Canada: The OSC’s Reasons in Magna Will Affect Future M&A Transactions

Last Updated: February 17 2011
Article by Michael Siltala and Cornell Wright

The Ontario Securities Commission recently released the reasons for its decision in connection with the plan of arrangement implemented by Magna International Inc. in August 2010. Under the arrangement – which attracted significant controversy – the Stronach Trust ceded control of Magna through the elimination of the dual class share structure in exchange for cash and shares valued at approximately C$800 million. The transaction was delayed after the OSC intervened and ordered Magna to provide extensive additional disclosure before shareholders voted on the transaction. Magna subsequently implemented the transaction after its shareholders voted in favour and a court approved the transaction after hearing shareholder objections.

The OSC's decision was released in June 2010. Its detailed reasons provide a number of insights into the Commission's thinking on important M&A issues and are highly relevant at a time of increased regulatory scrutiny and shareholder activism.

Disclosure

The OSC's intervention forced Magna to provide an unprecedented level of disclosure to its shareholders regarding the transaction. The absence of board and special committee recommendations to shareholders as well as the lack of a fairness opinion were clearly relevant to the OSC's conclusion that Magna's circular had "serious and substantive" deficiencies. However, the reasons leave open the question whether the decision could have broader application, requiring issuers that propose complex transactions to provide greater disclosure than they have in the past. Such an expectation would be consistent with demands from investors, who are showing less deference to the judgments of boards of directors in corporate decision making.

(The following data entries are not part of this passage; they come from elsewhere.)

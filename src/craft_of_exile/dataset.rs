//! Typed accessors over the Craft of Exile data bundle.
//!
//! The bundle's layout has changed across releases, so each section is looked
//! up under several key spellings and entries may come as an object keyed by
//! id or as a plain list.

use serde_json::{Map, Value};

use crate::knowledge::loader::scalar_text;

/// Keys compared against an identifier in [`CraftOfExileDataset::find`].
const IDENTIFIER_KEYS: &[&str] = &["id", "key", "name", "slug", "label"];

#[derive(Debug, Clone, Copy, PartialEq, Eq)]
pub enum Section {
    Fossils,
    Harvest,
    Bench,
    MetaCrafting,
}

impl Section {
    pub fn aliases(&self) -> &'static [&'static str] {
        match self {
            Section::Fossils => &["fossils", "Fossils", "fossil"],
            Section::Harvest => &["harvest", "harvestCrafts", "Harvest", "HarvestCrafts"],
            Section::Bench => &["bench", "benchRecipes", "Bench", "recipes", "craftingBench"],
            Section::MetaCrafting => &[
                "metaCraftingOdds",
                "meta",
                "metaCraft",
                "metaCrafting",
                "meta_crafting_odds",
            ],
        }
    }

    /// Section named by a plan step's `reference_type`.
    pub fn from_reference(kind: &str) -> Option<Section> {
        match kind {
            "fossil" => Some(Section::Fossils),
            "harvest" => Some(Section::Harvest),
            "bench" => Some(Section::Bench),
            "meta" => Some(Section::MetaCrafting),
            _ => None,
        }
    }
}

fn is_empty_section(value: &Value) -> bool {
    match value {
        Value::Null => true,
        Value::Bool(flag) => !flag,
        Value::String(s) => s.is_empty(),
        Value::Array(items) => items.is_empty(),
        Value::Object(map) => map.is_empty(),
        Value::Number(n) => n.as_f64() == Some(0.0),
    }
}

fn wrap_value(value: Value) -> Map<String, Value> {
    let mut entry = Map::new();
    entry.insert("value".into(), value);
    entry
}

#[derive(Debug, Clone, Default, PartialEq)]
pub struct CraftOfExileDataset {
    pub payload: Value,
}

impl CraftOfExileDataset {
    pub fn new(payload: Value) -> Self {
        Self { payload }
    }

    /// First present alias of `section`; empty sections count as absent.
    pub fn section(&self, section: Section) -> Option<&Value> {
        section
            .aliases()
            .iter()
            .find_map(|key| self.payload.get(*key))
            .filter(|value| !is_empty_section(value))
    }

    /// Entries of a section as objects.
    ///
    /// Object sections merge their key into `id` and `key` (existing fields
    /// win); non-object values are wrapped as `{"value": …}`.
    pub fn entries(&self, section: Section) -> Vec<Map<String, Value>> {
        match self.section(section) {
            None => Vec::new(),
            Some(Value::Object(map)) => map
                .iter()
                .map(|(key, value)| match value {
                    Value::Object(fields) => {
                        let mut merged = fields.clone();
                        merged.entry("id").or_insert_with(|| Value::String(key.clone()));
                        merged.entry("key").or_insert_with(|| Value::String(key.clone()));
                        merged
                    }
                    other => {
                        let mut entry = Map::new();
                        entry.insert("id".into(), Value::String(key.clone()));
                        entry.insert("value".into(), other.clone());
                        entry
                    }
                })
                .collect(),
            Some(Value::Array(items)) => items
                .iter()
                .map(|item| match item {
                    Value::Object(fields) => fields.clone(),
                    other => wrap_value(other.clone()),
                })
                .collect(),
            Some(other) => vec![wrap_value(other.clone())],
        }
    }

    /// Entry whose id, key, name, slug or label equals `identifier`
    /// case-insensitively.
    pub fn find(&self, section: Section, identifier: &str) -> Option<Map<String, Value>> {
        let wanted = identifier.to_lowercase();
        self.entries(section).into_iter().find(|entry| {
            IDENTIFIER_KEYS.iter().any(|key| match entry.get(*key) {
                None | Some(Value::Null) => false,
                Some(value) => scalar_text(value).to_lowercase() == wanted,
            })
        })
    }

    pub fn fossil(&self, identifier: &str) -> Option<Map<String, Value>> {
        self.find(Section::Fossils, identifier)
    }

    pub fn harvest_craft(&self, identifier: &str) -> Option<Map<String, Value>> {
        self.find(Section::Harvest, identifier)
    }

    pub fn bench_recipe(&self, identifier: &str) -> Option<Map<String, Value>> {
        self.find(Section::Bench, identifier)
    }

    pub fn meta_craft(&self, identifier: &str) -> Option<Map<String, Value>> {
        self.find(Section::MetaCrafting, identifier)
    }
}

// ─── Tests ──────────────────────────────────────────────────────────────────
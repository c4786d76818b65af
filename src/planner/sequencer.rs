//! Turn buckets into an ordered list of crafting steps.
//!
//! Per blueprint the order is fixed: base item, sockets, influence, essences,
//! harvest, bench (suffix crafts last), gaps. Every step carries `type` and
//! `covers_mods` in its metadata. The remaining keys depend on the type:
//!
//! | type        | keys                                                      |
//! |-------------|-----------------------------------------------------------|
//! | `base_item` | `base_item`, `item_class`, `name`, `influences`            |
//! | `sockets`   | `total`, `links`, `colours`, `search_query`, `bench_recipe` |
//! | `influence` | `influences`                                              |
//! | `essence`   | `essence`, `candidates`                                   |
//! | `harvest`   | `harvest_crafts`                                          |
//! | `bench`     | `bench_recipe`, `consumes_suffix`, `mod_type`             |
//! | `gap`       | `missing_source`, `search_terms`, `notes`, `mod_type`     |
//!
//! Absent optional fields are omitted rather than written as `null`.

use serde_json::{json, Map, Value};

use crate::knowledge::{KnowledgeError, Match, SearchCatalog};

use super::bucketer::{
    EssenceBucket, GapBucket, InfluenceBucket, PlanBuckets, SourceBucket,
    ESSENCE_CANDIDATE_LIMIT,
};
use super::types::{CraftingStep, ItemBlueprint, ModRequirement, ModType, SocketBlueprint, StepType};

fn step(
    step_type: StepType,
    action: String,
    lines: Vec<String>,
    covers: &[&ModRequirement],
) -> CraftingStep {
    let mut metadata = Map::new();
    metadata.insert("type".into(), json!(step_type.as_str()));
    metadata.insert(
        "covers_mods".into(),
        json!(covers.iter().map(|m| m.text.as_str()).collect::<Vec<_>>()),
    );
    CraftingStep {
        action,
        instruction: lines.join("\n"),
        metadata,
    }
}

fn mod_notes(mods: &[&ModRequirement]) -> Vec<String> {
    mods.iter()
        .flat_map(|m| m.notes.iter().cloned())
        .collect()
}

fn joined_texts(mods: &[&ModRequirement]) -> String {
    mods.iter()
        .map(|m| m.text.as_str())
        .collect::<Vec<_>>()
        .join("; ")
}

// ─── Base item ──────────────────────────────────────────────────────────────

fn base_item_step(blueprint: &ItemBlueprint) -> CraftingStep {
    let mut first = format!("Acquire a {} base", blueprint.base_item);
    if let Some(class) = &blueprint.item_class {
        first.push_str(&format!(" (item class: {class})"));
    }
    first.push('.');

    let mut lines = vec![first];
    if let Some(name) = &blueprint.name {
        lines.push(format!("Target item: {name}."));
    }
    if !blueprint.influences.is_empty() {
        lines.push(format!(
            "Prefer a base that already carries {} influence.",
            blueprint.influences.join(" + ")
        ));
    }
    lines.extend(blueprint.notes.iter().cloned());

    let mut s = step(
        StepType::BaseItem,
        format!("Acquire {}", blueprint.base_item),
        lines,
        &[],
    );
    s.metadata.insert("base_item".into(), json!(blueprint.base_item));
    if let Some(class) = &blueprint.item_class {
        s.metadata.insert("item_class".into(), json!(class));
    }
    if let Some(name) = &blueprint.name {
        s.metadata.insert("name".into(), json!(name));
    }
    s.metadata.insert("influences".into(), json!(blueprint.influences));
    s
}

// ─── Sockets ────────────────────────────────────────────────────────────────

fn socket_query(sockets: &SocketBlueprint) -> Option<String> {
    sockets
        .max_link()
        .map(|link| format!("{link}-link"))
        .or_else(|| sockets.total.map(|total| format!("{total} socket")))
}

fn sockets_step(
    catalog: &dyn SearchCatalog,
    sockets: &SocketBlueprint,
) -> Result<CraftingStep, KnowledgeError> {
    let mut lines = Vec::new();
    if let Some(total) = sockets.total {
        lines.push(format!("Target {total} sockets."));
    }
    if let Some(link) = sockets.max_link() {
        lines.push(format!("Link them as a {link}-link."));
    }
    if !sockets.colours.is_empty() {
        let colours = sockets
            .colours
            .iter()
            .map(|(colour, count)| format!("{count} {colour}"))
            .collect::<Vec<_>>()
            .join(", ");
        lines.push(format!("Colours: {colours}."));
    }
    lines.extend(sockets.notes.iter().cloned());

    let query = socket_query(sockets);
    let recipe = match &query {
        Some(q) => catalog.find_bench_recipes(q)?.into_iter().next(),
        None => None,
    };
    match (&recipe, &query) {
        (Some(recipe), _) => lines.push(format!(
            "Bench option: {} ({}).",
            recipe.display,
            recipe.bench_summary()
        )),
        (None, Some(q)) => lines.push(format!(
            "No bench recipe matched '{q}'; use Jeweller's, Fusing and Chromatic orbs."
        )),
        (None, None) => {}
    }

    let mut s = step(StepType::Sockets, "Configure sockets".into(), lines, &[]);
    if let Some(total) = sockets.total {
        s.metadata.insert("total".into(), json!(total));
    }
    s.metadata.insert("links".into(), json!(sockets.links));
    s.metadata.insert("colours".into(), json!(sockets.colours));
    if let Some(q) = query {
        s.metadata.insert("search_query".into(), json!(q));
    }
    if let Some(recipe) = recipe {
        s.metadata
            .insert("bench_recipe".into(), Match::Bench(recipe).to_metadata()?);
    }
    Ok(s)
}

// ─── Influence ──────────────────────────────────────────────────────────────

fn influence_step(blueprint: &ItemBlueprint, bucket: &InfluenceBucket<'_>) -> CraftingStep {
    let mut lines = vec![format!(
        "Influence-exclusive modifiers: {}.",
        joined_texts(&bucket.mods)
    )];
    if !blueprint.influences.is_empty() {
        lines.push(format!("Required influence: {}.", blueprint.influences.join(", ")));
    }
    lines.push(format!(
        "Use an influence slam (the matching conqueror Exalted Orb, Awakener's Orb or Maven's Orb) or trade for a {} that already rolls these modifiers.",
        blueprint.base_item
    ));
    lines.extend(mod_notes(&bucket.mods));

    let mut s = step(
        StepType::Influence,
        "Add influence modifiers".into(),
        lines,
        &bucket.mods,
    );
    s.metadata.insert("influences".into(), json!(blueprint.influences));
    s
}

// ─── Essence ────────────────────────────────────────────────────────────────

fn essence_step(bucket: &EssenceBucket<'_>) -> Result<CraftingStep, KnowledgeError> {
    let name = bucket.representative.name();
    let guaranteed = bucket.representative.summary_lines();
    let mut lines = vec![if guaranteed.is_empty() {
        format!("Use {name}.")
    } else {
        format!("Use {name} to guarantee: {}.", guaranteed.join("; "))
    }];
    lines.push(format!("Covers: {}.", joined_texts(&bucket.mods)));
    lines.push("Apply essences before any bench craft so the guaranteed modifier is not blocked.".into());
    lines.extend(mod_notes(&bucket.mods));

    let mut s = step(StepType::Essence, format!("Apply {name}"), lines, &bucket.mods);
    s.metadata
        .insert("essence".into(), bucket.representative.to_metadata()?);
    let candidates = bucket
        .candidates
        .iter()
        .take(ESSENCE_CANDIDATE_LIMIT)
        .map(Match::to_metadata)
        .collect::<Result<Vec<_>, _>>()?;
    s.metadata.insert("candidates".into(), Value::Array(candidates));
    Ok(s)
}

// ─── Harvest ────────────────────────────────────────────────────────────────

fn harvest_step(bucket: &SourceBucket<'_>) -> Result<CraftingStep, KnowledgeError> {
    let description = bucket.chosen.summary_lines().join(" ");
    let mut lines = vec![
        format!("Use the Harvest craft: {description}"),
        format!("Targets: {}.", bucket.requirement.text),
        "Sequence Harvest crafts before bench crafts.".to_string(),
    ];
    if !bucket.alternatives.is_empty() {
        let names: Vec<&str> = bucket.alternatives.iter().map(Match::name).collect();
        lines.push(format!("Alternatives: {}.", names.join("; ")));
    }
    lines.extend(bucket.requirement.notes.iter().cloned());

    let mut s = step(
        StepType::Harvest,
        format!("Harvest: {}", bucket.chosen.name()),
        lines,
        &[bucket.requirement],
    );
    let crafts = std::iter::once(&bucket.chosen)
        .chain(&bucket.alternatives)
        .map(Match::to_metadata)
        .collect::<Result<Vec<_>, _>>()?;
    s.metadata.insert("harvest_crafts".into(), Value::Array(crafts));
    Ok(s)
}

// ─── Bench ──────────────────────────────────────────────────────────────────

fn bench_step(bucket: &SourceBucket<'_>) -> Result<CraftingStep, KnowledgeError> {
    let consumes_suffix = bucket.requirement.mod_type == ModType::Suffix;
    let mut lines = vec![match &bucket.chosen {
        Match::Bench(recipe) => format!(
            "Craft '{}' at the crafting bench ({}).",
            recipe.display,
            recipe.bench_summary()
        ),
        other => format!("Craft '{}' at the crafting bench.", other.name()),
    }];
    lines.push(format!("Targets: {}.", bucket.requirement.text));
    if consumes_suffix {
        lines.push("Apply this bench craft last; it occupies the open suffix slot.".into());
    }
    lines.extend(bucket.requirement.notes.iter().cloned());

    let mut s = step(
        StepType::Bench,
        format!("Bench craft: {}", bucket.chosen.name()),
        lines,
        &[bucket.requirement],
    );
    s.metadata
        .insert("bench_recipe".into(), bucket.chosen.to_metadata()?);
    s.metadata
        .insert("consumes_suffix".into(), json!(consumes_suffix));
    s.metadata
        .insert("mod_type".into(), json!(bucket.requirement.mod_type.as_str()));
    Ok(s)
}

// ─── Gap ────────────────────────────────────────────────────────────────────

fn gap_step(bucket: &GapBucket<'_>) -> CraftingStep {
    let requirement = bucket.requirement;
    tracing::warn!(
        mod_text = %requirement.text,
        terms = ?bucket.search_terms,
        "no curated source for modifier"
    );

    let mut lines = vec![format!(
        "No curated recipe found for '{}' ({}).",
        requirement.text,
        requirement.mod_type.as_str()
    )];
    if !bucket.search_terms.is_empty() {
        lines.push(format!("Searched for: {}.", bucket.search_terms.join(", ")));
    }
    lines.push(
        "Consider fossil crafting, eldritch implicits, or trading for a base that already has this modifier."
            .into(),
    );
    lines.extend(requirement.notes.iter().cloned());

    let mut s = step(
        StepType::Gap,
        format!("Source: {}", requirement.text),
        lines,
        &[requirement],
    );
    s.metadata.insert("missing_source".into(), json!(true));
    s.metadata
        .insert("search_terms".into(), json!(bucket.search_terms));
    s.metadata.insert("notes".into(), json!(requirement.notes));
    s.metadata
        .insert("mod_type".into(), json!(requirement.mod_type.as_str()));
    s
}

/// Emit the steps for one blueprint in the fixed order.
///
/// The only catalog call made here is the socket bench lookup.
pub(crate) fn sequence(
    catalog: &dyn SearchCatalog,
    blueprint: &ItemBlueprint,
    buckets: &PlanBuckets<'_>,
) -> Result<Vec<CraftingStep>, KnowledgeError> {
    let mut steps = vec![base_item_step(blueprint)];

    if let Some(sockets) = &blueprint.sockets {
        steps.push(sockets_step(catalog, sockets)?);
    }

    if !buckets.influence.mods.is_empty() {
        steps.push(influence_step(blueprint, &buckets.influence));
    }

    for bucket in &buckets.essences {
        steps.push(essence_step(bucket)?);
    }
    for bucket in &buckets.harvest {
        steps.push(harvest_step(bucket)?);
    }

    let (suffix_crafts, other_crafts): (Vec<&SourceBucket<'_>>, Vec<&SourceBucket<'_>>) = buckets
        .bench
        .iter()
        .partition(|b| b.requirement.mod_type == ModType::Suffix);
    for bucket in other_crafts.into_iter().chain(suffix_crafts) {
        steps.push(bench_step(bucket)?);
    }

    steps.extend(buckets.gaps.iter().map(gap_step));
    Ok(steps)
}

// ─── Tests ──────────────────────────────────────────────────────────────────

#[cfg(test)]
mod tests {
    use super::*;
    use crate::knowledge::{BenchRecipe, StaticCatalog};

    fn recipe(id: &str, display: &str, keyword: &str) -> BenchRecipe {
        BenchRecipe {
            identifier: id.into(),
            display: display.into(),
            description: String::new(),
            bench_tier: 2,
            master: "Vorici".into(),
            item_classes: vec![],
            action: "link".into(),
            keywords: vec![keyword.into()],
            costs: vec![],
        }
    }

    #[test]
    fn socket_query_prefers_links() {
        let mut sockets = SocketBlueprint {
            total: Some(4),
            links: vec![3, 4],
            ..Default::default()
        };
        assert_eq!(socket_query(&sockets).as_deref(), Some("4-link"));
        sockets.links.clear();
        assert_eq!(socket_query(&sockets).as_deref(), Some("4 socket"));
        sockets.total = None;
        assert_eq!(socket_query(&sockets), None);
    }

    #[test]
    fn sockets_step_suggests_bench_recipe() {
        let catalog = StaticCatalog::new(vec![], vec![], vec![recipe("link4", "Four Linked Sockets", "4-link")]);
        let sockets = SocketBlueprint {
            total: Some(4),
            links: vec![4],
            colours: [("G".to_string(), 2), ("R".to_string(), 1)].into_iter().collect(),
            notes: vec!["Off-colour chromatic spam is cheap".into()],
        };
        let s = sockets_step(&catalog, &sockets).unwrap();
        assert_eq!(s.action, "Configure sockets");
        assert!(s.instruction.contains("Target 4 sockets."));
        assert!(s.instruction.contains("4-link"));
        assert!(s.instruction.contains("Colours: 2 G, 1 R."));
        assert!(s.instruction.contains("Bench option: Four Linked Sockets (Vorici, tier 2; cost free)."));
        assert_eq!(s.metadata["bench_recipe"]["identifier"], "link4");
        assert!(s.covers_mods().is_empty());
    }

    #[test]
    fn sockets_step_without_recipe_recommends_orbs() {
        let catalog = StaticCatalog::default();
        let sockets = SocketBlueprint {
            total: Some(6),
            ..Default::default()
        };
        let s = sockets_step(&catalog, &sockets).unwrap();
        assert!(s.instruction.contains("No bench recipe matched '6 socket'"));
        assert!(s.metadata.get("bench_recipe").is_none());
    }

    #[test]
    fn base_item_step_lists_influence_and_notes() {
        let mut blueprint = ItemBlueprint::new("Two-Toned Boots");
        blueprint.influences = vec!["Hunter".into()];
        blueprint.notes = vec!["Item level 86+".into()];
        let s = base_item_step(&blueprint);
        assert_eq!(s.action, "Acquire Two-Toned Boots");
        assert_eq!(s.step_type(), Some("base_item"));
        let lines: Vec<&str> = s.instruction.lines().collect();
        assert_eq!(lines[0], "Acquire a Two-Toned Boots base.");
        assert!(lines[1].contains("Hunter influence"));
        assert_eq!(lines[2], "Item level 86+");
    }
}
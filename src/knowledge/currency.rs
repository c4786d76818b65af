//! Currency items (`currency.json`).

use std::path::Path;

use serde::Serialize;
use serde_json::Value;

use super::errors::KnowledgeError;
use super::loader::{load_array, text_field, text_list};
use super::text::tokenise;

#[derive(Debug, Clone, PartialEq, Serialize)]
pub struct CurrencyOption {
    pub name: String,
    pub tags: Vec<String>,
    pub action: String,
    pub constraints: Vec<String>,
}

impl CurrencyOption {
    fn from_value(entry: &Value) -> Self {
        Self {
            name: text_field(entry, "name"),
            tags: text_list(entry, "tags"),
            action: text_field(entry, "action"),
            constraints: text_list(entry, "constraints"),
        }
    }

    /// A single field must contain every query token as part of one of its
    /// own tokens.
    fn matches(&self, needle_tokens: &[String]) -> bool {
        [self.name.as_str(), self.action.as_str()]
            .into_iter()
            .chain(self.tags.iter().map(String::as_str))
            .chain(self.constraints.iter().map(String::as_str))
            .any(|field| {
                let field_tokens = tokenise(field);
                !field_tokens.is_empty()
                    && needle_tokens.iter().all(|needle| {
                        field_tokens
                            .iter()
                            .any(|token| token.contains(needle.as_str()))
                    })
            })
    }
}

#[derive(Debug, Clone, Default)]
pub struct CurrencyIndex {
    options: Vec<CurrencyOption>,
}

impl CurrencyIndex {
    pub const FILE_NAME: &'static str = "currency.json";

    pub fn load(data_dir: &Path) -> Result<Self, KnowledgeError> {
        let payload = load_array(data_dir, Self::FILE_NAME)?;
        let index = Self::from_values(&payload);
        tracing::info!(count = index.options.len(), "currency index loaded");
        Ok(index)
    }

    pub fn from_values(entries: &[Value]) -> Self {
        Self {
            options: entries.iter().map(CurrencyOption::from_value).collect(),
        }
    }

    pub fn options(&self) -> &[CurrencyOption] {
        &self.options
    }

    pub fn search(&self, query: &str) -> Vec<CurrencyOption> {
        let needle_tokens = tokenise(query);
        if needle_tokens.is_empty() {
            return Vec::new();
        }
        self.options
            .iter()
            .filter(|option| option.matches(&needle_tokens))
            .cloned()
            .collect()
    }
}

// ─── Tests ──────────────────────────────────────────────────────────────────

#[cfg(test)]
mod tests {
    use super::*;
    use serde_json::json;

    fn index() -> CurrencyIndex {
        CurrencyIndex::from_values(&[
            json!({"name": "Chaos Orb", "tags": ["reforge"], "action": "Reforges a rare item with new random modifiers"}),
            json!({"name": "Orb of Annulment", "tags": ["removal"], "action": "Removes a random modifier", "constraints": ["Rare or magic items"]}),
        ])
    }

    #[test]
    fn tokens_match_as_prefixes_within_one_field() {
        let idx = index();
        assert_eq!(idx.search("chao")[0].name, "Chaos Orb");
        assert_eq!(idx.search("removes random")[0].name, "Orb of Annulment");
        assert_eq!(idx.search("orb").len(), 2);
    }

    #[test]
    fn tokens_split_across_fields_do_not_match() {
        // each token only appears in a different record
        assert!(index().search("annulment reforges").is_empty());
    }

    #[test]
    fn blank_query_returns_nothing() {
        assert!(index().search("").is_empty());
    }
}
//! Blueprint-to-plan resolution.
//!
//! An [`ItemBlueprint`] describes a target item. Planning classifies each
//! required modifier against a [`SearchCatalog`], buckets the results by
//! crafting source and sequences one ordered list of [`CraftingStep`]s per
//! blueprint.
//!
//! ```text
//! classifier → bucketer → sequencer → assemble_plan_from_pob
//! ```
//!
//! [`enrich`] is a separate helper that decorates free-text actions with
//! dataset hits; it does not participate in blueprint planning.

pub(crate) mod bucketer;
pub(crate) mod classifier;
pub mod enrich;
pub(crate) mod sequencer;
pub mod types;

pub use enrich::enrich_actions;
pub use types::{
    CraftingStep, ItemBlueprint, ModRequirement, ModType, SocketBlueprint, SourceHint, SourceKind,
    StepType,
};

use crate::knowledge::{KnowledgeError, SearchCatalog};

/// Plan a single blueprint.
pub fn plan_blueprint(
    catalog: &dyn SearchCatalog,
    blueprint: &ItemBlueprint,
) -> Result<Vec<CraftingStep>, KnowledgeError> {
    let classifications = blueprint
        .all_required_mods()
        .map(|requirement| classifier::classify(catalog, blueprint, requirement))
        .collect::<Result<Vec<_>, _>>()?;

    let buckets = bucketer::bucket(classifications);
    let steps = sequencer::sequence(catalog, blueprint, &buckets)?;

    tracing::info!(
        base = %blueprint.base_item,
        steps = steps.len(),
        gaps = buckets.gaps.len(),
        "blueprint planned"
    );
    Ok(steps)
}

/// Plan every blueprint and concatenate the steps in blueprint order.
///
/// Steps are not deduplicated across blueprints. The first catalog error
/// aborts the whole plan.
pub fn assemble_plan_from_pob(
    catalog: &dyn SearchCatalog,
    blueprints: &[ItemBlueprint],
) -> Result<Vec<CraftingStep>, KnowledgeError> {
    let mut plan = Vec::new();
    for blueprint in blueprints {
        plan.extend(plan_blueprint(catalog, blueprint)?);
    }
    Ok(plan)
}

// ─── Tests ──────────────────────────────────────────────────────────────────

The following are some key observations from the OSC's reasons relating to disclosure:

  • If the board makes no recommendation to shareholders, the latter must, to the extent reasonably possible, be provided with substantially the same information and analysis that the board received in considering the issues raised by the transaction.
  • Shareholders are entitled to a meaningful discussion of all of the advice provided to the board by its legal and financial experts. In particular, it is not sufficient to provide a fairness opinion or a summary of the opinion or to state that a fairness opinion was not obtained when the financial adviser provided other advice that is relevant to the shareholders' decision.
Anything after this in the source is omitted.